3.1.2 Le divorce

En France, le divorce a suivi un grand parcours historique. En 1792, avec la Révolution Française, il a été légalisé et pouvait être prononcé, soit par consentement mutuel, soit dans le cadre de divorce litigieux. Toutefois, en 1816, il a été supprimé en raison des fortes pressions de l’église catholique. Ensuite, en 1884, avec la loi dénommée Naquet, le divorce a de nouveau été autorisé, mais à la condition qu’il ne soit que litigieux, en y précisant de graves fautes telles que l’adultère et les injures.

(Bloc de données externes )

//! # physcalc
//!
//! Closed-form physics and geometry calculators with unit-aware input
//! handling, each exposed as a [`twine_core::Model`].
//!
//! A calculator takes a form of text fields paired with display units,
//! validates and converts them to SI quantities, solves one textbook
//! relation for the unknown, and returns the answer as formatted
//! [`Reading`](support::recipe::Reading)s alongside a
//! [`Recipe`](support::recipe::Recipe) of substituted steps.
//!
//! ```
//! use physcalc::models::electrical::ohms_law::{OhmsLaw, OhmsLawForm, OhmsLawMode};
//! use physcalc::support::{input::Field, units::{CurrentUnit, ResistanceUnit, VoltageUnit}};
//! use twine_core::Model;
//!
//! let form = OhmsLawForm {
//!     mode: OhmsLawMode::Voltage,
//!     voltage: Field::new("", VoltageUnit::Volt),
//!     current: Field::new("2", CurrentUnit::Ampere),
//!     resistance: Field::new("5", ResistanceUnit::Ohm),
//! };
//! let out = OhmsLaw::default().call(&form).unwrap();
//! assert_eq!(out.result.to_string(), "10 V");
//! ```
//!
//! ## Crate layout
//!
//! - [`models`]: Calculators grouped by domain. Each calculator module holds
//!   a thin adapter over a private `core` module of typed formulas.
//! - [`support`]: Unit tables, input parsing, constraints, number formatting
//!   and step recipes shared by every calculator.
//!
//! Only [`support`] and the calculator adapters are public. A calculator's
//! `core` stays private; the types it exposes are re-exported by its adapter.

pub mod models;
pub mod support;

Par ailleurs, le divorce, depuis longtemps, est régulièrement associé à l’idée de faute et est fortement condamné. Lors de l’analyse des législations de plusieurs pays portant sur les raisons qui amènent à en finir avec un mariage, les notions d’injure et d’adultère sont toujours omniprésentes.

C’est à partir de 1975 que le divorce par consentement mutuel a de nouveau été institué. Pendant environ cent ans, la seule possibilité s’est résumée aux procédures d’un divorce contentieux (Thèry, 2001). Les personnes qui désiraient divorcer n’avaient qu’à imputer ou «inventer » une faute au conjoint pour obtenir le divorce. La simple affirmation disant que le mariage était fini en raison de l’absence d’amour dans le couple ne pouvait pas être acceptée. Il fallait attribuer une faute pour que le magistrat décide qui avait raison et qui avait tort. Ceci représente la logique de la culpabilité et du contradictoire du système judiciaire.

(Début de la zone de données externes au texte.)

//! Internal pipe flow: Reynolds number, Darcy friction factor and
//! Darcy-Weisbach pressure drop.
//!
//! The friction factor uses `64 / Re` for laminar flow, Blasius for smooth
//! or transitional flow, and the implicit Colebrook-White equation for
//! turbulent flow over a rough wall. Colebrook-White is solved by bisection
//! on `f ∈ [1e-5, 1]`.

mod core;

pub use self::core::{
    ColebrookConfig, ColebrookError, Correlation, FrictionFactor, LAMINAR_LIMIT, PipeRun, Regime,
    TURBULENT_LIMIT, Viscosity, friction_factor, reynolds,
};

use thiserror::Error;
use twine_core::Model;
use uom::si::{
    f64::Pressure,
    pressure::{bar, kilopascal, pascal},
    ratio::ratio,
};

use crate::support::{
    constraint::{NonNegative, StrictlyPositive},
    format::NumberFormat,
    input::{self, Field, InputError},
    recipe::{Reading, Recipe},
    units::{DensityUnit, DynamicViscosityUnit, KinematicViscosityUnit, LengthUnit, VelocityUnit},
};

/// Pipe friction calculator.
#[derive(Debug, Clone, Copy, Default)]
pub struct PipeFriction {
    pub format: NumberFormat,
    pub colebrook: ColebrookConfig,
}

/// How the fluid's viscosity is entered.
#[derive(Debug, Clone, PartialEq, Eq)]
pub enum ViscosityFields {
    Kinematic(Field<KinematicViscosityUnit>),
    Dynamic {
        viscosity: Field<DynamicViscosityUnit>,
        density: Field<DensityUnit>,
    },
}

#[derive(Debug, Clone, PartialEq, Eq)]
pub enum PipeFrictionForm {
    Reynolds {
        velocity: Field<VelocityUnit>,
        diameter: Field<LengthUnit>,
        viscosity: ViscosityFields,
    },
    /// Leave `roughness` blank for a smooth pipe. `diameter` is only read
    /// when a roughness is given.
    FrictionFactor {
        reynolds: String,
        roughness: Field<LengthUnit>,
        diameter: Field<LengthUnit>,
    },
    PressureDrop {
        friction_factor: String,
        length: Field<LengthUnit>,
        diameter: Field<LengthUnit>,
        velocity: Field<VelocityUnit>,
        density: Field<DensityUnit>,
    },
}

#[derive(Debug, Clone, Copy, PartialEq)]
pub enum PipeDetails {
    Reynolds { number: f64, regime: Regime },
    FrictionFactor(FrictionFactor),
    PressureDrop(Pressure),
}

#[derive(Debug, Clone, PartialEq)]
pub struct PipeFrictionOutput {
    pub details: PipeDetails,
    pub result: Reading,
    pub steps: Recipe,
}

#[derive(Debug, Error)]
pub enum PipeFrictionError {
    #[error(transparent)]
    Input(#[from] InputError),

    #[error(transparent)]
    Colebrook(#[from] ColebrookError),
}

impl Model for PipeFriction {
    type Input = PipeFrictionForm;
    type Output = PipeFrictionOutput;
    type Error = PipeFrictionError;

    fn call(&self, input: &Self::Input) -> Result<Self::Output, Self::Error> {
        let fmt = &self.format;
        let mut steps = Recipe::new();

        let (details, result) = match input {
            PipeFrictionForm::Reynolds {
                velocity,
                diameter,
                viscosity,
            } => {
                let viscosity = match viscosity {
                    ViscosityFields::Kinematic(nu) => {
                        Viscosity::Kinematic(nu.required::<StrictlyPositive>("kinematic viscosity")?)
                    }
                    ViscosityFields::Dynamic { viscosity, density } => {
                        let viscosity = Viscosity::Dynamic {
                            viscosity: viscosity.required::<StrictlyPositive>("dynamic viscosity")?,
                            density: density.required::<StrictlyPositive>("density")?,
                        };
                        steps.push(format!(
                            "ν = μ / ρ = {} m²/s",
                            fmt.format(viscosity.kinematic().value)
                        ));
                        viscosity
                    }
                };
                let number = reynolds(
                    velocity.required::<StrictlyPositive>("velocity")?,
                    diameter.required::<StrictlyPositive>("diameter")?,
                    &viscosity,
                );
                let regime = Regime::of(number);
                let reading = Reading::plain(number, fmt);
                steps.push(format!("Re = V × D / ν = {reading}"));
                steps.push(format!("Flow is {}", regime.name()));
                (PipeDetails::Reynolds { number, regime }, reading)
            }
            PipeFrictionForm::FrictionFactor {
                reynolds,
                roughness,
                diameter,
            } => {
                let re = input::require(
                    "Reynolds number",
                    input::number("Reynolds number", reynolds)?,
                )?;
                let re = input::constrain::<StrictlyPositive, _>("Reynolds number", re)?;
                let relative_roughness = match roughness.constrained::<NonNegative>("roughness")? {
                    Some(epsilon) => {
                        let d = diameter.required::<StrictlyPositive>("diameter")?;
                        let relative = (epsilon.into_inner() / d.into_inner()).get::<ratio>();
                        Some(input::constrain::<NonNegative, _>("roughness", relative)?)
                    }
                    None => None,
                };

                let factor = friction_factor(re, relative_roughness, &self.colebrook)?;
                steps.push(format!("Re = {} ({})", fmt.format(re.into_inner()), factor.regime.name()));
                steps.push(match factor.correlation {
                    Correlation::Laminar => "f = 64 / Re".to_owned(),
                    Correlation::Blasius => "f = 0.316 × Re^(-0.25)".to_owned(),
                    Correlation::Colebrook => format!(
                        "1/√f = -2 log₁₀(ε/D / 3.7 + 2.51 / (Re √f)), ε/D = {}",
                        fmt.format(relative_roughness.map_or(0.0, |r| r.into_inner()))
                    ),
                });
                let reading = Reading::plain(factor.value, fmt);
                steps.push(format!("f = {reading}"));
                (PipeDetails::FrictionFactor(factor), reading)
            }
            PipeFrictionForm::PressureDrop {
                friction_factor,
                length,
                diameter,
                velocity,
                density,
            } => {
                let f = input::require(
                    "friction factor",
                    input::number("friction factor", friction_factor)?,
                )?;
                let run = PipeRun {
                    friction_factor: input::constrain::<StrictlyPositive, _>("friction factor", f)?,
                    length: length.required::<StrictlyPositive>("length")?,
                    diameter: diameter.required::<StrictlyPositive>("diameter")?,
                    velocity: velocity.required::<NonNegative>("velocity")?,
                    density: density.required::<StrictlyPositive>("density")?,
                };
                let dp = run.pressure_drop();
                let reading = Reading::new(dp.get::<pascal>(), "Pa", fmt);
                steps.push("ΔP = f × (L / D) × ρV² / 2");
                steps.push(format!(
                    "ΔP = {reading} = {} kPa = {} bar",
                    fmt.format(dp.get::<kilopascal>()),
                    fmt.format(dp.get::<bar>()),
                ));
                (PipeDetails::PressureDrop(dp), reading)
            }
        };

        tracing::debug!(result = %result, "pipe friction solved");

        Ok(PipeFrictionOutput {
            details,
            result,
            steps,
        })
    }
}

Toutefois, la réforme du divorce, qui a eu lieu à travers la loi n° 2004-439 du 26 mai 2004, a provoqué des modifications pour simplifier et apaiser la procédure du divorce et c’est la tendance des législations contemporaines. Pour Segalen (2006), la principale modification de la nouvelle loi concerne plus spécifiquement la simplification des procédures. Il s’agit de l’obligation de réaliser une seule audience, dans le cas de divorce par consentement mutuel, au lieu des deux d’auparavant. En ce qui concerne le divorce pour altération définitive du lien conjugal, il peut être envisagé sur demande de l’un des deux conjoints et il peut intervenir à partir de la deuxième année du mariage au lieu des six ans antérieurs.

Plus précisément, l’innovation de la récente loi autorise un conjoint à rompre son union sans qu’il y ait eu de faute, mais tout simplement parce que la vie en couple est devenue insupportable. D’après Segalen (2006), le législateur a considéré qu’on ne peut pas obliger un couple à durer même s’il n’y a pas eu de « faute ». Toutefois, dans certains cas, la notion de faute continue, en accord avec la loi de 1975.

En effet, dans le droit français, quatre genres de divorces sont prévus : le divorce par consentement mutuel, le divorce accepté, le divorce pour altération définitive du lien conjugal et le divorce pour faute. Il est important de souligner que seul le premier type correspond à un divorce consensuel, les trois autres sont de nature contentieuse, mais ils peuvent se transformer en consensuel au cours de la procédure judiciaire, selon la volonté des parties (Miniato, 2004).

Ces quatre modalités de divorce, la majorité étant non consensuelle, révèlent la forte tradition du droit canonique à rendre plus complexes les procédures visant à rompre un mariage.

Pour certains juristes, ces réformes ne rompent pas radicalement avec le droit précédent. Les propositions innovatrices, recommandées dans les débats législatifs, n’ont pas été envisagées. En effet, la disparition du divorce pour faute qui y est proposée a été maintenue et la notion de faute dans des cas précis (Miniato, 2004).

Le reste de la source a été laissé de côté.